Saved entries

————————

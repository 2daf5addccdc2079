use tracing::debug;

use crate::authority::Mutation;
use crate::geometry::Bounds;
use crate::hit::{HitTarget, hit_test};
use crate::input::{
    Button, DrawingController, DrawingState, Grabbed, MoveCommit, MoveController, MoveState, ResizeCommit, ResizeController,
    ResizeState, UiState,
};
use crate::model::DrawingPath;
use crate::surface::{Point, Size, SurfaceTransform, transform_pointer_to_surface};
use crate::sync::{SketchSession, Transport};

#[cfg(test)]
#[path = "engine_test.rs"]
mod engine_test;

/// Actions returned from input handlers for the host to process.
#[derive(Debug, Clone, PartialEq)]
pub enum Action {
    RenderNeeded,
    SetCursor(String),
    /// A gesture finished and was committed to the store.
    Committed(Mutation),
}

/// Pointer-driven front end over a [`SketchSession`].
///
/// Owns the surface transform, the UI settings and the three gesture
/// controllers. Only one gesture is active at a time. Refused or stale
/// operations are silent: the gesture simply does not start or commit.
pub struct SketchEngine<T: Transport> {
    session: SketchSession<T>,
    transform: SurfaceTransform,
    pub ui: UiState,
    drawing: DrawingController,
    moving: MoveController,
    resizing: ResizeController,
}

impl<T: Transport> SketchEngine<T> {
    #[must_use]
    pub fn new(session: SketchSession<T>) -> Self {
        Self {
            session,
            transform: SurfaceTransform::default(),
            ui: UiState::default(),
            drawing: DrawingController::new(),
            moving: MoveController::new(),
            resizing: ResizeController::new(),
        }
    }

    #[must_use]
    pub fn session(&self) -> &SketchSession<T> {
        &self.session
    }

    /// Direct access for toolbar commands and inbound messages.
    pub fn session_mut(&mut self) -> &mut SketchSession<T> {
        &mut self.session
    }

    /// Update the on-screen rectangle the surface is drawn into (CSS pixels).
    pub fn set_viewport(&mut self, left: f64, top: f64, width: f64, height: f64) {
        self.transform = SurfaceTransform::from_viewport(left, top, width, height);
    }

    #[must_use]
    pub fn transform(&self) -> SurfaceTransform {
        self.transform
    }

    #[must_use]
    pub fn is_gesture_active(&self) -> bool {
        self.drawing.is_active() || self.moving.is_active() || self.resizing.is_active()
    }

    /// Path data of the stroke being drawn, for live rendering.
    #[must_use]
    pub fn pending_stroke(&self) -> Option<&str> {
        match self.drawing.state() {
            DrawingState::Drawing { stroke, .. } => Some(stroke),
            DrawingState::Idle => None,
        }
    }

    // --- Input events ---

    pub fn on_pointer_down(&mut self, screen_pt: Point, button: Button) -> Vec<Action> {
        if button != Button::Primary || self.is_gesture_active() {
            return Vec::new();
        }
        let pt = transform_pointer_to_surface(screen_pt, &self.transform);
        let actor = *self.session.actor();

        if self.ui.free_draw {
            if !actor.is_master() {
                return Vec::new();
            }
            self.drawing.begin(pt);
            return vec![Action::SetCursor("crosshair".into())];
        }

        let state = self.session.state();
        match hit_test(pt, state, &actor) {
            Some(HitTarget::ImageHandle { id, handle }) => {
                let Some(image) = state.image(id).cloned() else {
                    return Vec::new();
                };
                if !self.session.can(&Mutation::ResizeImage(id)) {
                    return Vec::new();
                }
                if let Err(err) = self.resizing.begin(image, handle, pt) {
                    debug!(error = %err, "resize not started");
                    return Vec::new();
                }
                vec![Action::SetCursor(handle.cursor().into())]
            }
            Some(HitTarget::Token(id)) => {
                let Some(token) = state.token(id).cloned() else {
                    return Vec::new();
                };
                if !self.session.can(&Mutation::MoveToken(id)) {
                    return Vec::new();
                }
                self.moving.begin(Grabbed::Token(token), pt);
                vec![Action::SetCursor("grabbing".into())]
            }
            Some(HitTarget::Image(id)) => {
                let Some(image) = state.image(id).cloned() else {
                    return Vec::new();
                };
                if !self.session.can(&Mutation::MoveImage(id)) {
                    return Vec::new();
                }
                self.moving.begin(Grabbed::Image(image), pt);
                vec![Action::SetCursor("grabbing".into())]
            }
            None => Vec::new(),
        }
    }

    pub fn on_pointer_move(&mut self, screen_pt: Point) -> Vec<Action> {
        let pt = transform_pointer_to_surface(screen_pt, &self.transform);

        if self.drawing.is_active() {
            return if self.drawing.extend(pt) { vec![Action::RenderNeeded] } else { Vec::new() };
        }

        if self.moving.is_active() {
            let Some(target) = self.moving.step(pt, Size::surface()) else {
                return Vec::new();
            };
            let applied = match self.moving.state() {
                MoveState::Moving { grabbed: Grabbed::Token(token), .. } => {
                    self.session.drag_token(token.id, target).is_ok()
                }
                MoveState::Moving { grabbed: Grabbed::Image(image), .. } => {
                    let bounds = Bounds::new(target.x, target.y, image.width, image.height.unwrap_or_default());
                    self.session.preview_image(image.id, bounds).is_ok()
                }
                MoveState::Idle => false,
            };
            return if applied { vec![Action::RenderNeeded] } else { Vec::new() };
        }

        if self.resizing.is_active() {
            let Some(bounds) = self.resizing.step(pt, Size::surface()) else {
                return Vec::new();
            };
            let id = match self.resizing.state() {
                ResizeState::Resizing { image, .. } => image.id,
                ResizeState::Idle => return Vec::new(),
            };
            return if self.session.preview_image(id, bounds).is_ok() { vec![Action::RenderNeeded] } else { Vec::new() };
        }

        vec![Action::SetCursor(self.hover_cursor(pt).into())]
    }

    pub fn on_pointer_up(&mut self, _screen_pt: Point, button: Button) -> Vec<Action> {
        if button != Button::Primary {
            return Vec::new();
        }
        self.finish()
    }

    /// Leaving the surface finalizes the gesture exactly like releasing.
    pub fn on_pointer_leave(&mut self, _screen_pt: Point) -> Vec<Action> {
        self.finish()
    }

    // --- Gesture completion ---

    fn finish(&mut self) -> Vec<Action> {
        if !self.is_gesture_active() {
            return Vec::new();
        }
        let mut actions = vec![Action::SetCursor("default".into()), Action::RenderNeeded];

        let committed = if self.drawing.is_active() {
            self.finish_drawing()
        } else if self.moving.is_active() {
            self.moving.finish().and_then(|commit| self.commit_move(commit))
        } else {
            self.resizing.finish().and_then(|commit| self.commit_resize(commit))
        };

        if let Some(mutation) = committed {
            actions.push(Action::Committed(mutation));
        }
        actions
    }

    fn finish_drawing(&mut self) -> Option<Mutation> {
        let stroke = self.drawing.finish()?;
        let path = DrawingPath::new(stroke, self.ui.pen_color.clone(), self.ui.pen_width);
        self.session.add_drawing(path).is_ok().then_some(Mutation::AddDrawing)
    }

    fn commit_move(&mut self, commit: MoveCommit) -> Option<Mutation> {
        let MoveCommit { previous, to } = commit;
        match previous {
            Grabbed::Token(previous) => {
                let id = previous.id;
                let mut moved = self.session.state().token(id)?.clone();
                moved.x = to.x;
                moved.y = to.y;
                self.session.move_token(moved, previous).is_ok().then_some(Mutation::MoveToken(id))
            }
            Grabbed::Image(previous) => {
                let id = previous.id;
                let mut moved = self.session.state().image(id)?.clone();
                moved.x = to.x;
                moved.y = to.y;
                self.session.move_image(moved, previous).is_ok().then_some(Mutation::MoveImage(id))
            }
        }
    }

    fn commit_resize(&mut self, commit: ResizeCommit) -> Option<Mutation> {
        let ResizeCommit { previous, bounds } = commit;
        let id = previous.id;
        let mut resized = self.session.state().image(id)?.clone();
        resized.x = bounds.x;
        resized.y = bounds.y;
        resized.width = bounds.width;
        resized.height = Some(bounds.height);
        self.session.resize_image(resized, previous).is_ok().then_some(Mutation::ResizeImage(id))
    }

    // --- Queries ---

    fn hover_cursor(&self, pt: Point) -> &'static str {
        if self.ui.free_draw && self.session.actor().is_master() {
            return "crosshair";
        }
        match hit_test(pt, self.session.state(), self.session.actor()) {
            Some(HitTarget::ImageHandle { handle, .. }) => handle.cursor(),
            Some(HitTarget::Token(id)) if self.session.can(&Mutation::MoveToken(id)) => "grab",
            Some(HitTarget::Image(id)) if self.session.can(&Mutation::MoveImage(id)) => "grab",
            _ => "default",
        }
    }
}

————————

Print only the lines from the top of the data above down to the line holding "#[cfg(test)]", inclusive.

repository 2daf5addccdc2079
use tracing::debug;

use crate::authority::Mutation;
use crate::geometry::Bounds;
use crate::hit::{HitTarget, hit_test};
use crate::input::{
    Button, DrawingController, DrawingState, Grabbed, MoveCommit, MoveController, MoveState, ResizeCommit, ResizeController,
    ResizeState, UiState,
};
use crate::model::DrawingPath;
use crate::surface::{Point, Size, SurfaceTransform, transform_pointer_to_surface};
use crate::sync::{SketchSession, Transport};

#[cfg(test)]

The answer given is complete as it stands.